Così come manifestamente infondato era anche l’assunto della Corte di
Appello secondo cui la ricorrente non avrebbe fornito la prova “della
impossibilità di procurarsi una soluzione abitativa diversa”, dal momento che,
con due atti a propria firma del 12 aprile 2019 e del 29 novembre 2021, pure
depositati agli atti del giudizio, quest’ultima aveva chiesto al comune di Cava
de’ Tirreni di poter beneficiare dell’utilizzo di un immobile a qualsiasi titolo
acquisito al patrimonio dell’ente.
Con la richiamata sentenza del 27 gennaio u.s., la Cassazione ha
accolto il ricorso dell’avvocato Molinaro, annullando l’ordinanza impugnata e
rinviando la causa per nuovo giudizio innanzi alla stessa Corte di Appello di
Salerno, avendo ritenuto pienamente fondate « le censure in ordine alla mancata valutazione della documentazione prodotta sulle condizioni socio-
economiche e di salute della donna e del suo nucleo familiare ».
In premessa, i Supremi Giudici hanno ricordato che « il rispetto del
principio di proporzionalità nell’esecuzione dell’ordine di demolizione è rilevante
quando viene in gioco il diritto al rispetto della vita privata e familiare e del
domicilio di una persona, configurabile, però, solo in relazione all’immobile
destinato ad abituale abitazione di quella persona, e non anche quando viene
opposto esclusivamente il diritto alla tutela della proprietà ».

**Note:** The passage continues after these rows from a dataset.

use axum::{
    Json, debug_handler,
    extract::State,
};
use serde_json::{Value, json};
use sqlx::SqlitePool;

use crate::{ApiPath, AppResult, AppState, db::Participant};

use super::find_room;

/// The room itself plus everyone who ever joined, kicked or not.
#[debug_handler(state = AppState)]
pub(crate) async fn room(
    State(db_pool): State<SqlitePool>,
    ApiPath(room_id): ApiPath<String>,
) -> AppResult<Json<Value>> {
    let room = find_room(&db_pool, &room_id).await?;

    let participants: Vec<Participant> = sqlx::query_as(
        "SELECT id,nickname,is_kicked FROM participants WHERE room_id=? ORDER BY created_at,id",
    )
    .bind(&room.id)
    .fetch_all(&db_pool)
    .await?;

    Ok(Json(json!({
        "admin_id": room.admin_id,
        "room": room,
        "participants": participants,
    })))
}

Passando al caso concreto, cioè soffermandosi sui dettagli della
vicenda oggetto del processo, i giudici hanno, poi, riconosciuto che, come
sostenuto dal legale, « non è stata compiutamente valutata la documentazione
prodotta dalla donna in ordine alle condizioni socio-economiche e di salute del
nucleo familiare ».
In definitiva, è stata omessa « la valutazione della copiosa
documentazione di ordine sanitario ed economico allegata all’istanza ».
Entrando più nei dettagli, la Cassazione ha, infine, osservato che « il
giudice dell’esecuzione si è limitato ad affermare genericamente che le
condizioni di salute e di basso reddito, di per sé non risolutive, devono essere
valutate congiuntamente ai tempi intercorrenti tra la definitività della decisione e
l’ordine di ingiunzione alla demolizione, senza, però, fare alcun cenno alla
patologia che affligge una delle figlie minori della donna, né alle condizioni di
salute della donna né alle condizioni economiche difficoltose del nucleo
famigliare, dovute all’assenza di una stabile attività lavorativa per entrambi i
coniugi e attestate dalle dichiarazioni ISEE ».
Insomma, secondo la Cassazione, « il giudice dell’esecuzione non ha
dato in alcun modo atto dei tentativi posti in essere dalla donna di risolvere le proprie esigenze abitative né del ripetuto esito infruttuoso delle richieste da lei
rivolte al sistema di edilizia residenziale pubblica ».